Soit donc le cas de cette jeune fille noire, violée et torturée par deux affreux blancs. Mais pas n'importe lesquels (il ne faudrait pas qu'on les trouve sympas tout de même, je veux dire, le viol et la tentative de meurtre mis de côté, on ne sait jamais, ce pourrait ne pas être suffisamment incriminant) : il s'agit de deux violeurs pédophiles délinquants aux gueules pas possibles de dégénérés consanguins. Ils conduisent leur pickup de redneck n'importe comment, avec un joli drapeau des États confédérés d'Amérique bien mis en évidence, balancent des bières à tout-va, crachent sur les godasses des Noirs qui ont le malheur de croiser leur chemin, insultent le shérif local (devinez sa couleur de peau) et s'amusent à foutre le boxon dans la supérette du coin tenu par un ancien ramasseur de coton ou chanteur de Blues. À ce moment-là, après 5 minutes d'un fier étalage des plus beaux clichés du parfait petit raciste, les scénaristes se sont dit que le tableau était suffisamment chargé. En apprenant le viol de sa fille, Samuel Lee Jackson (qui paraissait plus vieux en 1996 avec des cheveux qu'aujourd'hui sans), honnête travailleur et bon père de famille, pète un câble à l'idée que les deux horribles puissent être libérés et décide de les tuer à coup de M16 au moment où ils pénètrent dans le tribunal. Et le flic à qui il détruit la jambe au passage ne lui en veut même pas. Soit.

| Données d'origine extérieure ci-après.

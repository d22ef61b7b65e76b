// Ultralytics 🚀 AGPL-3.0 License - https://ultralytics.com/license
//! 运行会话状态 (Session)
//!
//! 互斥区保护的唯一对象: 配置快照、两个流水线标志、检测器槽位与处理器。
//! 任何读写都必须经由 `Locker<Session>`。

use ab_glyph::FontArc;
use log::info;

use super::general::GeneralSettings;
use super::model::ModelSettings;
use super::tracking::TrackingSettings;
use crate::detection::Detector;
use crate::locker::Locker;
use crate::pipeline::Processors;
use crate::tracking::{ClassCounts, TrackerFactory};

/// 所有组件共享的会话句柄
pub type SharedSession = Locker<Session>;

pub struct Session {
    pub general: GeneralSettings,
    pub tracking: TrackingSettings,
    pub model: ModelSettings,
    /// 下一帧开始前重建跟踪器/处理器
    pub needs_reset: bool,
    /// 协作式中止, 流水线在每次迭代检查
    pub aborting: bool,
    pub detector: Option<Box<dyn Detector>>,
    pub processors: Option<Processors>,
}

impl Session {
    pub fn new(general: GeneralSettings, tracking: TrackingSettings, model: ModelSettings) -> Self {
        Self {
            general,
            tracking,
            model,
            needs_reset: true,
            aborting: false,
            detector: None,
            processors: None,
        }
    }

    pub fn shared(self) -> SharedSession {
        Locker::new(self)
    }

    pub fn is_model_loaded(&self) -> bool {
        self.detector.is_some()
    }

    /// 按当前配置重建处理器并清除 `needs_reset`
    ///
    /// 失败时保留旧处理器和标志, 下一帧重试
    pub fn rebuild(&mut self, factory: &dyn TrackerFactory, font: Option<&FontArc>) -> anyhow::Result<()> {
        let processors = Processors::build(&self.general, &self.tracking, factory, font.cloned())?;
        info!(
            "🎯 处理器已重建: 跟踪器 {} (min_hits={}, max_age={}, det={:.2}), 阈值 {:.2}",
            processors.counter.tracker_name(),
            processors.counter.min_hits(),
            self.tracking.params.max_age,
            self.tracking.params.detection_threshold,
            self.general.box_threshold
        );
        self.processors = Some(processors);
        self.needs_reset = false;
        Ok(())
    }

    /// 清空账本并归零计数, 不重建跟踪器; 尚无处理器时返回 false
    pub fn reset_counts(&mut self) -> bool {
        match self.processors.as_mut() {
            Some(p) => {
                p.counter.reset_counts();
                true
            }
            None => false,
        }
    }

    pub fn counts(&self) -> Option<ClassCounts> {
        self.processors.as_ref().map(|p| p.counter.counts().clone())
    }
}

impl Default for Session {
    fn default() -> Self {
        Self::new(
            GeneralSettings::default(),
            TrackingSettings::default(),
            ModelSettings::default(),
        )
    }
}

#[cfg(test)]
mod tests {
    use super::*;
    use crate::tracking::{DefaultTrackerFactory, TrackerKind};

    #[test]
    fn rebuild_follows_tracking_settings() {
        let mut session = Session::default();
        session.tracking = TrackingSettings::for_kind(TrackerKind::Iou);
        session.tracking.params.min_hits = 2;
        assert!(session.counts().is_none());
        assert!(!session.reset_counts());

        session.rebuild(&DefaultTrackerFactory, None).unwrap();
        assert!(!session.needs_reset);
        let p = session.processors.as_ref().unwrap();
        assert_eq!(p.counter.tracker_name(), "iou");
        assert_eq!(p.counter.min_hits(), 2);
        assert_eq!(session.counts().unwrap().total(), 0);
    }
}
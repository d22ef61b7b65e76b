// Ultralytics 🚀 AGPL-3.0 License - https://ultralytics.com/license
//! 模型设置 (Model settings)

/// 默认推理设备
pub const DEFAULT_DEVICE: &str = "cpu";
/// `--gpu` 对应的设备
pub const GPU_DEVICE: &str = "cuda:0";

#[derive(Debug, Clone, PartialEq)]
pub struct ModelSettings {
    /// 不透明的设备描述, 原样交给检测器
    pub device: String,
    /// 最近一次加载的检测器名称
    pub detector_name: Option<String>,
}

impl Default for ModelSettings {
    fn default() -> Self {
        Self {
            device: DEFAULT_DEVICE.to_string(),
            detector_name: None,
        }
    }
}
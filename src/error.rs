// Ultralytics 🚀 AGPL-3.0 License - https://ultralytics.com/license
//! 错误类型 (Error types)
//!
//! - `Setup`:          运行启动失败 (摄像头不可用、输出目录不可写), 终止本次运行
//! - `InvalidSetting`: 配置校验失败, 在修改入口处拒绝, 保留旧值
//! - `Frame`:          单帧处理失败, 跳过该帧继续运行

use thiserror::Error;

/// 库内统一的 Result 别名
pub type Result<T> = std::result::Result<T, SentinelError>;

#[derive(Error, Debug)]
pub enum SentinelError {
    #[error("run setup failed: {0}")]
    Setup(String),

    #[error("invalid value {value:?} for setting `{field}`: {reason}")]
    InvalidSetting {
        field: &'static str,
        value: String,
        reason: String,
    },

    #[error("frame {index} skipped: {reason}")]
    Frame { index: usize, reason: String },

    #[error("detector error: {0}")]
    Detector(String),

    #[error("tracker error: {0}")]
    Tracker(String),

    #[error("IO error: {0}")]
    Io(#[from] std::io::Error),

    #[error("image error: {0}")]
    Image(#[from] image::ImageError),

    #[error("JSON error: {0}")]
    Json(#[from] serde_json::Error),
}

impl SentinelError {
    pub fn setup<S: Into<String>>(msg: S) -> Self {
        Self::Setup(msg.into())
    }

    pub fn invalid<V: ToString, R: Into<String>>(field: &'static str, value: V, reason: R) -> Self {
        Self::InvalidSetting {
            field,
            value: value.to_string(),
            reason: reason.into(),
        }
    }

    /// 是否为致命错误 (终止运行)
    pub fn is_fatal(&self) -> bool {
        matches!(self, Self::Setup(_) | Self::Io(_))
    }
}
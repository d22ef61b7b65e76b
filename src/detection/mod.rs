// Ultralytics 🚀 AGPL-3.0 License - https://ultralytics.com/license
/// 检测系统 (Detection System)
///
/// - Detector:     外部检测模型接口
/// - BoxProcessor: 置信度 + 类别白名单过滤
/// - Replay:       JSON Lines 检测回放
pub mod box_processor;
pub mod detector;
pub mod replay;
pub mod types;

pub use box_processor::BoxProcessor;
pub use detector::Detector;
pub use replay::ReplayDetector;
pub use types::{resize_boxes, Detection, RawPrediction, TrackRow, TrackedBox};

Ainsi, au lieu de se lancer dans un film de procès insipide sur le viol d'une fillette noire par deux débiles mentaux blancs, Le Droit de tuer ? répond par l'affirmative au terme d'un procès insipide sur le meurtre de deux attardés blancs par un honnête citoyen noir. Et c'est là que ça coince. Car il aurait bien sûr été intéressant (important ?) de mettre en scène une telle réaction à de pareilles atrocités, en essayant de la contextualiser au maximum, et en essayant de la comprendre d'un point de vue sociologique. Non pas l'excuser, voire le revendiquer, comme semble vouloir le faire Schumacher afin de délivrer son message sous-jacent, mais la comprendre, essayer de retracer le fil des interactions sociales qui ont conduit à cet acte. Mais non, ça, ce n'est pas ce qui intéresse Schumacher. Ce qui l'intéresse, c'est de montrer que le personnage noir "n'avait pas le choix". Que parfois, voire souvent, la justice ne fait pas son boulot, et que dans ces conditions, le bon citoyen américain se doit de se faire justice lui-même à coup de fusil d'assaut, au nom de la Constitution, avec l'assentiment implicite des institutions devant un sale boulot aussi bien fait. Et ce n'est pas fini…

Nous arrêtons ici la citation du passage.